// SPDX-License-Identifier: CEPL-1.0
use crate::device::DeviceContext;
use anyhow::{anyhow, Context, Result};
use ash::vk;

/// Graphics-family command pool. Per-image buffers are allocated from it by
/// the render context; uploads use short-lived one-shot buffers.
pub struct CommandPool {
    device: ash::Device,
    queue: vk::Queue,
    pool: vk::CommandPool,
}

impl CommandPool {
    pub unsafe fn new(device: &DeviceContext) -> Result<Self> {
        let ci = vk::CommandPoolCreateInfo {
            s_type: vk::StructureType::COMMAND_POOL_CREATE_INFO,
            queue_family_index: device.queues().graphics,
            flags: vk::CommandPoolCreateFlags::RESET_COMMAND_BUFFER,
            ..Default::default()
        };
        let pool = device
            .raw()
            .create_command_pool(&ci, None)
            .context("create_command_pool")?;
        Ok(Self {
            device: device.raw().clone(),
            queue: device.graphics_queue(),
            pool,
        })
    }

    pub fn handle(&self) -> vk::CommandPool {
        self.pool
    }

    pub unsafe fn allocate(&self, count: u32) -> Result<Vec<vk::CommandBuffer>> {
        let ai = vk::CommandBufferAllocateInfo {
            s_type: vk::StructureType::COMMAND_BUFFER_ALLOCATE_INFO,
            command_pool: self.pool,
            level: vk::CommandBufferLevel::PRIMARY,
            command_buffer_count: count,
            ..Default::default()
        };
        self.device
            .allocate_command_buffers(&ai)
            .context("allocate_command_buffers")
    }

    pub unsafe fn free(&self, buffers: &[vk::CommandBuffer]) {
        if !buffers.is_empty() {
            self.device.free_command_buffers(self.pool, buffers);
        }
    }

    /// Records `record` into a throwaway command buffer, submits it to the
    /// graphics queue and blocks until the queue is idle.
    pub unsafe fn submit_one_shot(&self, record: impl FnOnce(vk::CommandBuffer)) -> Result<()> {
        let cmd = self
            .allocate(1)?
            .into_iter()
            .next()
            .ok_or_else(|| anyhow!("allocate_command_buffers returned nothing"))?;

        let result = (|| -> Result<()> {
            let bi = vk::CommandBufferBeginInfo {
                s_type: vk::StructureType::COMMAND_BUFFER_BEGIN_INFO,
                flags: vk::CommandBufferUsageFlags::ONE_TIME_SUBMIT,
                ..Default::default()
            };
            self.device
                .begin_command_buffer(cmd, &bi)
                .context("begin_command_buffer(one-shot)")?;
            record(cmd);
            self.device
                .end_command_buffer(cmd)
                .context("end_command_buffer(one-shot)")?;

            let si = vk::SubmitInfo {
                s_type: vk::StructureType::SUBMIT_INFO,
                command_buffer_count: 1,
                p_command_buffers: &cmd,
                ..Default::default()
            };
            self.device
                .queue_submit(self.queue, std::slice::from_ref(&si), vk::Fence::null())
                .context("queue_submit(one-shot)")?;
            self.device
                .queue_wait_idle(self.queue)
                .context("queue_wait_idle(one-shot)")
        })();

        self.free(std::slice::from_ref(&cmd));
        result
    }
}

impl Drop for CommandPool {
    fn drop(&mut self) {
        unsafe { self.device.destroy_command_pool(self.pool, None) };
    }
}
::::::::
▶ _Task goal_
Which lines of the entries above contain the word "anyhow"? Copy each of them.

▶ _Finished exercise_
use anyhow::{anyhow, Context, Result};
            .ok_or_else(|| anyhow!("allocate_command_buffers returned nothing"))?;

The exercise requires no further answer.